**TASK INSTRUCTIONS:**
Check each line of the entries. Copy the ones that contain the string "InvalidChar".

**RECORDS FOR THIS EXERCISE:**
//! Error types for every phase of Mica compilation and execution.
//!
//! ```text
//! MicaError (top-level wrapper)
//! ├── LexError      - tokenization errors
//! ├── ParseError    - syntax errors, fatal before analysis
//! ├── Diagnostics   - accumulated semantic errors
//! ├── CodeGenError  - internal invariant violations during generation
//! └── RuntimeError  - failures while executing an artifact
//! ```
//!
//! Every user-facing message renders as `<Kind>: <message> (line L, column C)`.

use std::fmt;

use thiserror::Error;

use crate::{Span, SymbolHash};

// ============================================================================
// Lexer Errors
// ============================================================================

#[derive(Debug, Clone, PartialEq, Error)]
pub enum LexError {
    #[error("unexpected character '{ch}'")]
    UnexpectedChar { ch: char, span: Span },

    #[error("unterminated string literal")]
    UnterminatedString { span: Span },

    #[error("unterminated character literal")]
    UnterminatedChar { span: Span },

    #[error("character literal must hold exactly one character")]
    InvalidChar { span: Span },

    #[error("unterminated comment")]
    UnterminatedComment { span: Span },

    #[error("invalid escape sequence '\\{ch}'")]
    InvalidEscape { ch: char, span: Span },

    #[error("invalid number: {detail}")]
    InvalidNumber { span: Span, detail: String },
}

impl LexError {
    pub fn span(&self) -> Span {
        match self {
            LexError::UnexpectedChar { span, .. } => *span,
            LexError::UnterminatedString { span } => *span,
            LexError::UnterminatedChar { span } => *span,
            LexError::InvalidChar { span } => *span,
            LexError::UnterminatedComment { span } => *span,
            LexError::InvalidEscape { span, .. } => *span,
            LexError::InvalidNumber { span, .. } => *span,
        }
    }
}

// ============================================================================
// Parse Errors
// ============================================================================

/// Categories of syntax errors.
#[derive(Debug, Clone, Copy, PartialEq, Eq, Hash)]
pub enum ParseErrorKind {
    ExpectedToken,
    UnexpectedToken,
    UnexpectedEof,
    ExpectedExpression,
    ExpectedType,
    ExpectedStatement,
    ExpectedDeclaration,
    ExpectedIdentifier,
    /// Initializers are only allowed on local declarations.
    InvalidInitializer,
    InvalidLiteral,
    /// Surfaced from the lexer.
    Lexical,
}

impl ParseErrorKind {
    pub fn as_str(&self) -> &'static str {
        match self {
            ParseErrorKind::ExpectedToken => "expected token",
            ParseErrorKind::UnexpectedToken => "unexpected token",
            ParseErrorKind::UnexpectedEof => "unexpected end of file",
            ParseErrorKind::ExpectedExpression => "expected expression",
            ParseErrorKind::ExpectedType => "expected type",
            ParseErrorKind::ExpectedStatement => "expected statement",
            ParseErrorKind::ExpectedDeclaration => "expected declaration",
            ParseErrorKind::ExpectedIdentifier => "expected identifier",
            ParseErrorKind::InvalidInitializer => "invalid initializer",
            ParseErrorKind::InvalidLiteral => "invalid literal",
            ParseErrorKind::Lexical => "lexical error",
        }
    }
}

impl fmt::Display for ParseErrorKind {
    fn fmt(&self, f: &mut fmt::Formatter<'_>) -> fmt::Result {
        write!(f, "{}", self.as_str())
    }
}

/// A syntax error. The parser stops at the first one.
#[derive(Debug, Clone, PartialEq, Error)]
#[error("SyntaxError: {message} {}", span.location())]
pub struct ParseError {
    pub kind: ParseErrorKind,
    pub span: Span,
    pub message: String,
}

impl ParseError {
    pub fn new(kind: ParseErrorKind, span: Span, message: impl Into<String>) -> Self {
        Self {
            kind,
            span,
            message: message.into(),
        }
    }

    pub fn expected_token(span: Span, expected: &str, found: &str) -> Self {
        Self::new(
            ParseErrorKind::ExpectedToken,
            span,
            format!("expected {expected}, found {found}"),
        )
    }

    pub fn unexpected_eof(span: Span) -> Self {
        Self::new(
            ParseErrorKind::UnexpectedEof,
            span,
            "unexpected end of file",
        )
    }

    pub fn expected_identifier(span: Span, found: &str) -> Self {
        Self::new(
            ParseErrorKind::ExpectedIdentifier,
            span,
            format!("expected identifier, found {found}"),
        )
    }

    pub fn expected_expression(span: Span, found: &str) -> Self {
        Self::new(
            ParseErrorKind::ExpectedExpression,
            span,
            format!("expected expression, found {found}"),
        )
    }

    pub fn expected_type(span: Span, found: &str) -> Self {
        Self::new(
            ParseErrorKind::ExpectedType,
            span,
            format!("expected type, found {found}"),
        )
    }

    /// Render the error with the offending source line and a caret.
    pub fn display_with_source(&self, source: &str) -> String {
        render_with_source(&self.to_string(), self.span, source)
    }
}

impl From<LexError> for ParseError {
    fn from(err: LexError) -> Self {
        ParseError::new(ParseErrorKind::Lexical, err.span(), err.to_string())
    }
}

// ============================================================================
// Semantic Diagnostics
// ============================================================================

/// Kinds of semantic error reported by the analyzer.
#[derive(Debug, Clone, Copy, PartialEq, Eq, Hash)]
pub enum DiagnosticKind {
    UndeclaredIdentifier,
    DuplicateDeclaration,
    TypeMismatch,
    ArityMismatch,
    IllegalBreak,
    MissingReturn,
    InvalidCast,
    DuplicateCaseLabel,
}

impl DiagnosticKind {
    pub fn as_str(&self) -> &'static str {
        match self {
            DiagnosticKind::UndeclaredIdentifier => "UndeclaredIdentifier",
            DiagnosticKind::DuplicateDeclaration => "DuplicateDeclaration",
            DiagnosticKind::TypeMismatch => "TypeMismatch",
            DiagnosticKind::ArityMismatch => "ArityMismatch",
            DiagnosticKind::IllegalBreak => "IllegalBreak",
            DiagnosticKind::MissingReturn => "MissingReturn",
            DiagnosticKind::InvalidCast => "InvalidCast",
            DiagnosticKind::DuplicateCaseLabel => "DuplicateCaseLabel",
        }
    }
}

impl fmt::Display for DiagnosticKind {
    fn fmt(&self, f: &mut fmt::Formatter<'_>) -> fmt::Result {
        f.write_str(self.as_str())
    }
}

/// One semantic error. Analysis keeps going after recording it.
#[derive(Debug, Clone, PartialEq, Eq, Error)]
#[error("{kind}: {message} {}", span.location())]
pub struct Diagnostic {
    pub kind: DiagnosticKind,
    pub span: Span,
    pub message: String,
}

impl Diagnostic {
    pub fn new(kind: DiagnosticKind, span: Span, message: impl Into<String>) -> Self {
        Self {
            kind,
            span,
            message: message.into(),
        }
    }

    pub fn display_with_source(&self, source: &str) -> String {
        render_with_source(&self.to_string(), self.span, source)
    }
}

/// Diagnostics in the order they were found.
#[derive(Debug, Clone, Default, PartialEq, Eq)]
pub struct Diagnostics {
    items: Vec<Diagnostic>,
}

impl Diagnostics {
    pub fn new() -> Self {
        Self::default()
    }

    pub fn push(&mut self, diagnostic: Diagnostic) {
        self.items.push(diagnostic);
    }

    pub fn is_empty(&self) -> bool {
        self.items.is_empty()
    }

    pub fn len(&self) -> usize {
        self.items.len()
    }

    pub fn iter(&self) -> impl Iterator<Item = &Diagnostic> {
        self.items.iter()
    }

    /// Number of diagnostics of the given kind.
    pub fn count(&self, kind: DiagnosticKind) -> usize {
        self.items.iter().filter(|d| d.kind == kind).count()
    }

    pub fn into_vec(self) -> Vec<Diagnostic> {
        self.items
    }
}

impl<'a> IntoIterator for &'a Diagnostics {
    type Item = &'a Diagnostic;
    type IntoIter = std::slice::Iter<'a, Diagnostic>;

    fn into_iter(self) -> Self::IntoIter {
        self.items.iter()
    }
}

impl fmt::Display for Diagnostics {
    fn fmt(&self, f: &mut fmt::Formatter<'_>) -> fmt::Result {
        for (i, diagnostic) in self.items.iter().enumerate() {
            if i > 0 {
                writeln!(f)?;
            }
            write!(f, "{diagnostic}")?;
        }
        Ok(())
    }
}

impl std::error::Error for Diagnostics {}

// ============================================================================
// Code Generation Errors
// ============================================================================

/// An internal defect found while generating code.
///
/// Generation only runs on diagnostics-free programs, so any of these means
/// the analyzer and the generator disagree. The first one aborts generation.
#[derive(Debug, Clone, PartialEq, Error)]
pub enum CodeGenError {
    #[error("CodeGenError: unresolved symbol '{name}' {}", span.location())]
    UnresolvedSymbol { name: String, span: Span },

    #[error("CodeGenError: expression has no resolved type {}", span.location())]
    MissingType { span: Span },

    #[error("CodeGenError: '{name}' is not a storage location {}", span.location())]
    InvalidTarget { name: String, span: Span },

    #[error("CodeGenError: break outside loop or switch {}", span.location())]
    BreakOutsideBreakable { span: Span },

    #[error("CodeGenError: label {label} in '{method}' was never placed")]
    UnboundLabel { method: String, label: u32 },

    #[error("CodeGenError: method '{method}' has too many {what}")]
    LimitExceeded { method: String, what: &'static str },

    #[error("CodeGenError: failed to write artifact '{path}': {message}")]
    Artifact { path: String, message: String },

    #[error("CodeGenError: program still has {count} diagnostic(s)")]
    HasDiagnostics { count: usize },
}

// ============================================================================
// Runtime Errors
// ============================================================================

/// Errors raised while executing an artifact.
#[derive(Debug, Clone, PartialEq, Error)]
pub enum RuntimeError {
    #[error("division by zero (line {line})")]
    DivisionByZero { line: u32 },

    #[error("null reference (line {line})")]
    NullReference { line: u32 },

    #[error("index {index} out of bounds for length {len} (line {line})")]
    IndexOutOfBounds { index: i32, len: usize, line: u32 },

    #[error("negative array size {size} (line {line})")]
    NegativeArraySize { size: i32, line: u32 },

    #[error("cannot allocate an array of {size} elements (line {line})")]
    ArrayTooLarge { size: i32, line: u32 },

    #[error("cannot read '{input}' as {expected}")]
    InvalidInput { input: String, expected: String },

    #[error("unexpected end of input while reading {expected}")]
    EndOfInput { expected: String },

    #[error("no entry point: declare 'void main()'")]
    NoEntryPoint,

    #[error("call to unknown method {0}")]
    UnknownFunction(SymbolHash),

    #[error("operand stack underflow")]
    StackUnderflow,

    #[error("call stack overflow at depth {depth} (line {line})")]
    StackOverflow { depth: usize, line: u32 },

    #[error("invalid opcode {0:#04x}")]
    InvalidOpcode(u8),

    #[error("corrupt module: {0}")]
    CorruptModule(String),

    #[error("I/O error: {0}")]
    Io(String),
}

impl From<std::io::Error> for RuntimeError {
    fn from(err: std::io::Error) -> Self {
        RuntimeError::Io(err.to_string())
    }
}

// ============================================================================
// Unified Error Type
// ============================================================================

/// Any error the Mica pipeline can produce.
#[derive(Debug, Clone, PartialEq, Error)]
pub enum MicaError {
    #[error(transparent)]
    Lex(#[from] LexError),

    #[error(transparent)]
    Parse(#[from] ParseError),

    #[error(transparent)]
    Semantic(#[from] Diagnostics),

    #[error(transparent)]
    CodeGen(#[from] CodeGenError),

    #[error(transparent)]
    Runtime(#[from] RuntimeError),
}

impl MicaError {
    pub fn is_parse(&self) -> bool {
        matches!(self, MicaError::Lex(_) | MicaError::Parse(_))
    }

    pub fn is_semantic(&self) -> bool {
        matches!(self, MicaError::Semantic(_))
    }

    pub fn is_runtime(&self) -> bool {
        matches!(self, MicaError::Runtime(_))
    }
}

fn render_with_source(header: &str, span: Span, source: &str) -> String {
    let mut output = format!("{header}\n");
    if let Some(line_text) = source.lines().nth((span.line as usize).saturating_sub(1)) {
        output.push_str("  |\n");
        output.push_str(&format!("{:>3} | {}\n", span.line, line_text));
        let indent = " ".repeat((span.col as usize).saturating_sub(1));
        let pointer = if span.len <= 1 {
            "^".to_string()
        } else {
            "^".to_string() + &"~".repeat((span.len - 1) as usize)
        };
        output.push_str(&format!("  | {indent}{pointer}\n"));
    }
    output
}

**RESPONSE:**
    InvalidChar { span: Span },
            LexError::InvalidChar { span } => *span,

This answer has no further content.